"Why don't you change in front of us? We are all girls after all."
"Riya, you're really hairy"
"Riya, you've been gaining weight. You need to eat a little less"
"You need some proactive for the acne on your face"
"Get away from me you hairy woman"
"Why do you have hair on your stomach? I don't have any"
These comments, magazine covers, beauty pageants, the language used to articulate feminine beauty, the way people would look at me, the way they would gag at the sight of me(this actually happened)-they all swallowed me whole; they made me feel less of a woman.
I was diagnosed with PCOS a few months ago, but I have struggled with the symptoms my entire life. For those of you who have never heard of PCOS, it stands for Polycystic Ovary Syndrome. Symptoms include excessive hair growth and acne, weight gain, increased susceptibility to high blood pressure and diabetes, infertility, mood swings, and irregular periods; it affects about 1 in 10 women.
In other words, in a society that already places the unrealistic, unhealthy expectations on women to be polite at all times, have kids, have a slim figure and a blemish free face- women with PCOS feel like they don't even stand a chance.
Because my PCOS was undiagnosed for 18 years, I always wondered why I was different; I always wondered why I wasn't "beautiful".
I felt awful about the way I looked and felt anything but pretty. I would try to cover my body as much as possible because I was ashamed of it. I would compare myself to other girls all the time. I would cry when people would call me pretty because I was 100% convinced they were lying. I felt like I don’t belong, until recently.
I started following PCOS awareness accounts on Instagram, and came across some beautifully confident content creators. They were unashamed of their bodies and were using their uniqueness to spread awareness, and it inspired me to open up about my condition.
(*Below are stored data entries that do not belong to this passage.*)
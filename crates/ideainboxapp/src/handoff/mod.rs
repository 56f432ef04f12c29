//! # Hand-off
//!
//! Getting a [`Payload`] into the external notes app. Three interchangeable
//! sinks implement [`Handoff`]:
//!
//! - [`clipboard::ClipboardHandoff`]: copies `export_text` to the system clipboard.
//! - [`download::DownloadHandoff`]: writes `export_text` to `<file_base_name>.md`.
//! - [`deeplink::DeepLinkHandoff`]: opens a custom-scheme URI carrying the payload.
//!
//! None of them can confirm that the external app actually received the note;
//! success means "handed over without a local error". Failures are
//! [`InboxError::Handoff`] and are never fatal: the session reports them with a
//! hint to try another method.

pub mod clipboard;
pub mod deeplink;
pub mod download;

use crate::error::{InboxError, Result};
use crate::model::Settings;
use crate::payload::Payload;
use serde::{Deserialize, Serialize};
use std::path::PathBuf;

#[derive(Debug, Clone, Copy, PartialEq, Eq, Hash, Serialize, Deserialize)]
#[serde(rename_all = "lowercase")]
pub enum HandoffMethod {
    Clipboard,
    Download,
    Link,
}

impl HandoffMethod {
    pub const ALL: [HandoffMethod; 3] = [
        HandoffMethod::Link,
        HandoffMethod::Clipboard,
        HandoffMethod::Download,
    ];

    /// The other methods, in the order they are suggested.
    pub fn alternatives(&self) -> Vec<HandoffMethod> {
        Self::ALL.into_iter().filter(|m| m != self).collect()
    }
}

impl std::fmt::Display for HandoffMethod {
    fn fmt(&self, f: &mut std::fmt::Formatter<'_>) -> std::fmt::Result {
        match self {
            HandoffMethod::Clipboard => write!(f, "clipboard"),
            HandoffMethod::Download => write!(f, "download"),
            HandoffMethod::Link => write!(f, "link"),
        }
    }
}

/// What a successful hand-off did.
#[derive(Debug, Clone, PartialEq, Eq, Serialize)]
pub struct HandoffReceipt {
    pub method: HandoffMethod,
    /// File written, for downloads.
    pub path: Option<PathBuf>,
    /// URI opened, for deep links.
    pub uri: Option<String>,
}

impl HandoffReceipt {
    pub fn new(method: HandoffMethod) -> Self {
        Self {
            method,
            path: None,
            uri: None,
        }
    }
}

pub trait Handoff {
    fn method(&self) -> HandoffMethod;

    fn deliver(&self, payload: &Payload, settings: &Settings) -> Result<HandoffReceipt>;
}

/// A user-facing hint naming the other hand-off methods.
pub fn suggest_alternatives(failed: HandoffMethod) -> String {
    let names: Vec<String> = failed
        .alternatives()
        .iter()
        .map(|m| format!("`send --via {}`", m))
        .collect();
    format!("Try another way to send the note: {}", names.join(" or "))
}

/// Convenience for sinks that need a collection to target.
pub(crate) fn require_collection(method: HandoffMethod, settings: &Settings) -> Result<()> {
    if settings.can_sync() {
        Ok(())
    } else {
        Err(InboxError::handoff(
            method,
            "no collection configured (set one with `settings --collection <name>`)",
        ))
    }
}

#[cfg(test)]
mod tests {
    use super::*;

    #[test]
    fn test_alternatives_exclude_failed_method() {
        assert_eq!(
            HandoffMethod::Link.alternatives(),
            vec![HandoffMethod::Clipboard, HandoffMethod::Download]
        );
        assert_eq!(
            HandoffMethod::Clipboard.alternatives(),
            vec![HandoffMethod::Link, HandoffMethod::Download]
        );
    }

    #[test]
    fn test_suggestion_mentions_alternatives() {
        let hint = suggest_alternatives(HandoffMethod::Clipboard);
        assert!(hint.contains("--via link"));
        assert!(hint.contains("--via download"));
        assert!(!hint.contains("--via clipboard"));
    }

    #[test]
    fn test_require_collection() {
        assert!(require_collection(HandoffMethod::Link, &Settings::default()).is_ok());
        let err = require_collection(HandoffMethod::Link, &Settings::new("", "")).unwrap_err();
        assert!(err.to_string().starts_with("Could not send via link"));
    }
}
I took a bold step and confided in some of my friends about my PCOS symptoms and their responses were really heart-warming. They told me it didn’t matter if I looked different, because being different doesn’t make someone less beautiful. Their support was very different from the harsh criticism I received growing up from subtle societal messages and explicit commentary made by people who clearly did not care about my feelings.
I am now learning that beauty isn’t something found in one form or shape or size- it’s found in combinations of various, unique features; it’s found in everyone.
There are days I still feel down because of the way I look. I long for a day women with and without PCOS feel comfortable in their own skin, that they don’t feel the need to change for anyone.
All women are beautiful and deserve to feel beautiful.